Then, when after a nice debugging session why your application behaves so strangely, all the data in DNS is correct, why doesn't it work, you find that this issue has been reported before and was rejected as won't fix, works as intended.
Hm, but systemd-resolved mainly doesn't provide DNS services, it provides _name resolution_. Names can be resolved using more sources than just DNS, some of which do support link-locals properly, so it's normal for getaddrinfo() or the other standard name resolution functions to return addresses that aren't in DNS.
i.e. it's not inventing DNS records, because the things returned by getaddrinfo() aren't (exclusively) DNS records.
The debug tool for this is `getent ahosts`. `dig` is certainly useful, but it makes direct DNS queries rather than going via the system's name resolution setup, so it can't tell you what your programs are seeing.
systemd-resolved responds on port 53. It inserts itself in /etc/resolv.conf as the DNS resolver that is to be used by DNS stub resolvers.
It can do whatever it likes as longs as it follows DNS RFCs when replying to DNS requests.
Redefining recursive DNS resolution as general 'name resolution' is indeed exactly the kind of horror I expect from the systemd project. If systemd-resolved wants to do general name resolution, then just take a different transport protocol (dbus for example) and leave DNS alone.
It's not from systemd though. glibc's NSS stuff has been around since... 1996?, and it had support for lookups over NIS in the same year, so getaddrinfo() (or rather gethostbyname(), since this predates getaddrinfo()!) have never just been DNS.
systemd-resolved normally does use a separate protocol, specifically an NSS plugin (see /etc/nsswitch.conf). The DNS server part is mostly only there as a fallback/compatibility hack for software that tries to implement its own name resolution by reading /etc/hosts and /etc/resolv.conf and doing DNS queries.
I suppose "the DNS compatibility hack should follow DNS RFCs" is a reasonable argument... but applications normally go via the NSS plugin anyway, not via that fallback, so it probably wouldn't have helped you much.
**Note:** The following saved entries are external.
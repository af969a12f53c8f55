//! Tag and class lists shared by the classifier and the renderer.

/// Block-level HTML elements (used to approximate rendered text)
pub const BLOCK_ELEMENTS: &[&str] = &[
    "address", "article", "aside", "audio", "blockquote", "body", "canvas",
    "center", "dd", "dir", "div", "dl", "dt", "fieldset", "figcaption",
    "figure", "footer", "form", "frameset", "h1", "h2", "h3", "h4", "h5",
    "h6", "header", "hgroup", "hr", "html", "isindex", "li", "main", "menu",
    "nav", "noframes", "noscript", "ol", "output", "p", "pre", "section",
    "table", "tbody", "td", "tfoot", "th", "thead", "tr", "ul",
];

/// Elements that are pruned together with their subtree
pub const IGNORED_TAGS: &[&str] = &[
    "script", "noscript", "style", "svg", "button", "input", "label", "nav",
    "form", "audio", "video", "footer", "header",
];

/// Elements that contribute output even without rendered children
pub const CONTENT_TAGS: &[&str] = &[
    "p", "h1", "h2", "h3", "h4", "h5", "h6", "li", "blockquote", "pre",
    "code", "article", "section", "main",
];

/// Class names marking page chrome
pub const IGNORED_CLASSES: &[&str] = &["navigation", "nav", "menu", "footer"];

/// Check if a tag is a block-level element
pub fn is_block(tag: &str) -> bool {
    BLOCK_ELEMENTS.contains(&tag.to_lowercase().as_str())
}

/// Check if a tag is pruned by the classifier
pub fn is_ignored_tag(tag: &str) -> bool {
    IGNORED_TAGS.contains(&tag.to_lowercase().as_str())
}

/// Check if a tag is a content tag
pub fn is_content_tag(tag: &str) -> bool {
    CONTENT_TAGS.contains(&tag.to_lowercase().as_str())
}

/// Check if a class name marks page chrome
pub fn is_ignored_class(class: &str) -> bool {
    IGNORED_CLASSES.contains(&class)
}

/// Repeat a string n times
pub fn repeat(s: &str, n: usize) -> String {
    s.repeat(n)
}
//! Markdown formatting rules, one function per tag.
//!
//! Block rules pad their output with newlines so sibling blocks stay
//! separated; inline rules do not. `children` is always the trimmed
//! concatenation of the rendered child fragments.

use url::Url;

use super::FormatContext;
use crate::node::Node;
use crate::utilities::repeat;

/// Number of leading characters searched for a newline before a code block
/// switches to the rendered text.
const CODE_NEWLINE_WINDOW: usize = 100;

pub(super) fn heading(node: &Node, level: u8) -> String {
    format!(
        "\n\n{} {}\n\n",
        repeat("#", usize::from(level)),
        node.text_content().trim()
    )
}

pub(super) fn block(children: &str) -> String {
    if children.is_empty() {
        return String::new();
    }
    format!("\n{}\n", children)
}

pub(super) fn div(children: &str) -> String {
    if children.is_empty() {
        return String::new();
    }
    format!("{}\n", children)
}

pub(super) fn strong(children: &str) -> String {
    if children.is_empty() {
        return String::new();
    }
    format!("**{}**", children)
}

pub(super) fn emphasis(children: &str) -> String {
    if children.is_empty() {
        return String::new();
    }
    format!("*{}*", children)
}

pub(super) fn link(node: &Node, children: &str, ctx: &FormatContext<'_>) -> String {
    let Some(href) = node.attr("href") else {
        return String::new();
    };
    if href.is_empty() || href == "#" || children.is_empty() {
        return String::new();
    }

    format!("[{}]({})", children, resolve_url(href, ctx.base_url))
}

pub(super) fn blockquote(node: &Node) -> String {
    format!("\n> {}\n\n", node.text_content().trim())
}

pub(super) fn list(children: &str) -> String {
    if children.is_empty() {
        return String::new();
    }
    format!("\n{}\n", children)
}

pub(super) fn list_item(children: &str) -> String {
    if children.is_empty() {
        return String::new();
    }
    format!("- {}\n", children)
}

pub(super) fn code(children: &str) -> String {
    if children.is_empty() {
        return String::new();
    }
    format!("`{}`", children)
}

pub(super) fn code_block(node: &Node) -> String {
    format!("\n```\n{}\n```\n\n", formatted_text(node))
}

pub(super) fn line_break() -> String {
    "\n".to_string()
}

pub(super) fn horizontal_rule() -> String {
    "\n---\n\n".to_string()
}

pub(super) fn image(node: &Node, ctx: &FormatContext<'_>) -> String {
    let alt = node.attr("alt").unwrap_or("");
    let src = node.attr("src").unwrap_or("");
    if src.is_empty() {
        return String::new();
    }

    format!("![{}]({})", alt, resolve_url(src, ctx.base_url))
}

pub(super) fn table(children: &str) -> String {
    if children.is_empty() {
        return String::new();
    }
    format!("\n{}\n", children)
}

pub(super) fn table_row(children: &str) -> String {
    if children.is_empty() {
        return String::new();
    }
    format!("{}\n", children)
}

pub(super) fn table_cell(children: &str) -> String {
    if children.is_empty() {
        return "| ".to_string();
    }
    format!("| {} ", children)
}

pub(super) fn table_header_cell(children: &str) -> String {
    if children.is_empty() {
        return "| ".to_string();
    }
    format!("| **{}** ", children)
}

/// Text of a code block.
///
/// Raw text content is used when it has a newline within its first 100
/// characters; otherwise the rendered text is used so that line breaks the
/// browser lays out (e.g. `<br>` or one `<div>` per line) survive.
pub fn formatted_text(node: &Node) -> String {
    let raw = node.text_content();
    let has_early_newline = raw
        .chars()
        .take(CODE_NEWLINE_WINDOW + 1)
        .any(|c| c == '\n');

    let text = if has_early_newline {
        raw
    } else {
        node.rendered_text()
    };
    text.trim().to_string()
}

/// Resolve a root- or path-relative reference (`/x`, `./x`, `../x`) against
/// the base URL.
///
/// Anything else, including scheme-relative `//host/x` references, is
/// returned unchanged, as is any reference that fails to resolve.
pub fn resolve_url(reference: &str, base: Option<&Url>) -> String {
    let relative = (reference.starts_with('/') && !reference.starts_with("//"))
        || reference.starts_with("./")
        || reference.starts_with("../");
    if !relative {
        return reference.to_string();
    }

    match base.map(|base| base.join(reference)) {
        Some(Ok(resolved)) => resolved.to_string(),
        _ => reference.to_string(),
    }
}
I'm not sure what you are talking about. Our software has a stub resolver that is not the one in glibc. It directly issues DNS requests without going through /etc/nsswitch.conf.
It would have been fine if it was getaddrinfo (and it was done properly) because getaddrinfo gives back a socket and that can add the scope ID to the IPv6 link local address. In DNS there is no scope ID, so it will never work in Linux (it would work on Windows, but that's a different story).
If you don't like those additional name resolution methods, then turn them off. Resolved gives you full control over that, usually on a per-interface basis.
If you don't like that systemd is broken, then you can turn it off. Yes, that's why people are avoiding systemd. Not so much that the software has bugs, but the attitude of the community.
It's not broken - it's a tradeoff. systemd-resolved is an optional component of systemd. It's not a part of the core. If you don't like the choices it took, you can use another resolver - there are plenty.
I don't think many people are avoiding systemd now - but those who do tend to do it because it non-optionally replaces so much of the system. OP is pointing out that's not the case of systemd-resolved.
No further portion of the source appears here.